Throughout the history of American gardens, hedges were used for a variety of practical and ornamental purposes. The feature created divisions within the garden, protected tender plants from cross-winds, formed barriers against both animal and human intruders, screened unsightly views, outlined ornamental beds and walks [Fig. 1], and brought flowering variety to the garden. According to A. J. Downing (1838), hedges were ideal for these purposes because their architectural form functioned much like a fence or wall, while their organic material allowed them to harmonize with planting arrangements and to articulate other forms of architecture to the landscape. As Samuel Deane noted in 1790, live hedges were preferable to fences and “dead hedges” (wattle fences using woven plant material) because the living plants created a “perpetual fence” whose posts never decayed and stakes never failed. Their versatility also made them adaptable to any scale, whether enclosing a field, screening a privy, or edging a bed (see Fence).
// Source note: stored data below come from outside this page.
//! Output formatting for the CLI.

use console::style;
use trellis_core::Mode;

/// Output handler for CLI messages.
#[derive(Clone)]
pub struct Output {
    verbose: bool,
    json: bool,
}

impl Output {
    /// Create a new output handler.
    pub fn new(verbose: bool, json: bool) -> Self {
        Self { verbose, json }
    }

    /// Print an info message.
    pub fn info(&self, msg: &str) {
        if self.json {
            return;
        }
        println!("{} {}", style("ℹ").blue(), msg);
    }

    /// Print a success message.
    pub fn success(&self, msg: &str) {
        if self.json {
            return;
        }
        println!("{} {}", style("✓").green(), msg);
    }

    /// Print a warning message.
    pub fn warn(&self, msg: &str) {
        if self.json {
            return;
        }
        eprintln!("{} {}", style("⚠").yellow(), msg);
    }

    /// Print an error message.
    pub fn error(&self, msg: &str) {
        if self.json {
            eprintln!("{}", serde_json::json!({ "error": msg }));
            return;
        }
        eprintln!("{} {}", style("✗").red(), style(msg).red());
    }

    /// Print a debug message (only in verbose mode).
    pub fn debug(&self, msg: &str) {
        if !self.verbose || self.json {
            return;
        }
        eprintln!("{} {}", style("→").dim(), style(msg).dim());
    }

    /// Print a header/title.
    pub fn header(&self, msg: &str) {
        if self.json {
            return;
        }
        println!("\n{}", style(msg).bold().underlined());
    }

    /// Print JSON output.
    pub fn json<T: serde::Serialize>(&self, value: &T) {
        if let Ok(json) = serde_json::to_string_pretty(value) {
            println!("{}", json);
        }
    }

    /// Print a key-value pair.
    pub fn kv(&self, key: &str, value: &str) {
        if self.json {
            return;
        }
        println!("  {}: {}", style(key).dim(), value);
    }

    /// Print a list item.
    pub fn list_item(&self, item: &str) {
        if self.json {
            return;
        }
        println!("  {} {}", style("•").dim(), item);
    }

    /// Print a table row.
    pub fn table_row(&self, cols: &[&str], widths: &[usize]) {
        if self.json {
            return;
        }
        let formatted: Vec<String> = cols
            .iter()
            .zip(widths.iter())
            .map(|(col, width)| format!("{:width$}", col, width = width))
            .collect();
        println!("  {}", formatted.join("  "));
    }

    /// Check if JSON mode is enabled.
    pub fn is_json(&self) -> bool {
        self.json
    }
}

/// Colored mode name.
pub fn mode_badge(mode: Mode) -> String {
    match mode {
        Mode::Development => style(mode.name()).yellow().to_string(),
        Mode::Production => style(mode.name()).green().to_string(),
    }
}

/// Column widths fitting every row.
pub fn column_widths(rows: &[Vec<String>], headers: &[&str]) -> Vec<usize> {
    headers
        .iter()
        .enumerate()
        .map(|(i, header)| {
            rows.iter()
                .filter_map(|row| row.get(i))
                .map(|cell| cell.chars().count())
                .chain(std::iter::once(header.len()))
                .max()
                .unwrap_or_default()
        })
        .collect()
}

#[cfg(test)]
mod tests {
    use super::*;

    #[test]
    fn test_column_widths() {
        let rows = vec![
            vec!["users/[id]".to_string(), "/users/:id".to_string()],
            vec!["index".to_string(), "/".to_string()],
        ];
        assert_eq!(column_widths(&rows, &["ROUTE", "PATTERN"]), vec![10, 10]);
        assert_eq!(column_widths(&[], &["ROUTE"]), vec![5]);
    }
}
Hedges were found throughout America, but the plant materials employed in them varied, depending on the purpose of the hedge and the climate of its particular region. In 1828, William Prince praised hedges, particularly of buckthorn and maclura, as windbreaks affording protection in areas subject to severe winds. Fast-growing evergreens were recommended for hedges needed to screen an area, although they were not advised for situations calling for trimmed effect or where a long shadow was undesirable. In these cases, the arborvitae, which grows quickly and densely, was the most common choice. At times, the screening effect does not appear to have been intentional; in 1839, for example, C. M. Hovey described the fish pond of the Elias Hasket Derby House in Salem, Mass., as being entirely surrounded by an eight-foothigh impenetrable hedge. Where such an effect was desired, various types of thorn were effective as impenetrable barriers. Downing noted that “there are few creatures, however bold, who care to ‘come to the scratch’ twice with such a foe.”1 Cacti were similarly used at the California missions to create barriers around fields. Plantsfor ornamental hedges, however, were selected for their foliage, blossoms, and berries. For instance, a wild rose hedge was planted at Mount Vernon, while the deep green foliage of the privet was admired at Oatlands, D. P. Manice’s residence in Hemp-stead, N.Y. Because of their combination of flowering beauty and edible produce, fruit trees, such as apple, peach, and orange, were sometimes planted as espalier hedges (see Espalier). Thomas Jefferson capitalized on the many uses of hedges: he designed thorn hedges to enclose his orchard and garden area [Fig. 2], planned hedgethorn and privet or cedar to line his slopes, and, in a proposal of 1771, used a hedge to screen his icehouse from view [Fig. 3].2
Climate was also a factor in plant choice for hedges. In warmer regions ornamental hedges were composed of orange, yucca, Cherokee rose, and gardenia, while cedar, spruce, and juniper were used in colder areas such as New England. Prince recommended maclura or osage orange for Philadelphia and areas to the south. Edward James Hooper, in The Practical Farmer (1842), maintained that buckthorn was suited to New England’s climate while European hawthorn did better in the west, although other descriptions suggest that the use of thorn varieties was not regionally specific.
Early evidence of hedges in the American landscape may be found in books of instruction on the delineation or division of arable fields, a practice taken directly from European agricultural tradition. Hedges created by close planting and interweaving of shrubs to create a dense barrier were categorized in many horticultural and agricultural treatises as a type of fence, rather than identified with other planting arrangements such as thicket, grove, and group. The discourse about the advantages of hedges over fences was particularly rich in the American agricultural literature of the early nineteenth century. Proponents of the new “scientific agriculture,” such as John Adams and Ezekiel Hersey Derby, reported their experiments with different plant varieties and techniques for forming hedges [Fig. 4].3
The aesthetic treatment of garden hedges was discussed and debated throughout much of the eighteenth and nineteenth centuries. Authors and gardeners variously praised and dismissed both trimmed and untrimmed hedges, depending upon the prevailing taste and the particular situation of the hedge. Ezra Stiles admired the spruce hedges at Springettsbury, near Philadelphia, which were cut into beautiful figures in 1754, and in 1762 Hannah Callender described a hedge labyrinth at Belmont Mansion, Judge William Peters’s estate near Philadelphia. In contrast, Isaac Ware, writing in 1756, praised the “natural hedge . . . mimicking savage nature.” In 1832, both H.A.S. Dearborn and Thomas Bridgeman commended trimmed and trained hedges while other writers, such as Downing and Jane Loudon, allowed the merits of both formal and naturalistic styles. In 1845 Loudon praised evergreen hedges “neatly cut, so as to form living walls,” while in the flower garden she proposed a less “stiff and formal” appearance that would “harmonize . . . with the flowers.” In the 1849 edition of his treatise, Downing noted that trimmed hedges were “elegant substitutes for stone or wooden fences,” while irregular or picturesque hedges were handsome additions to a landscape of the “natural style.”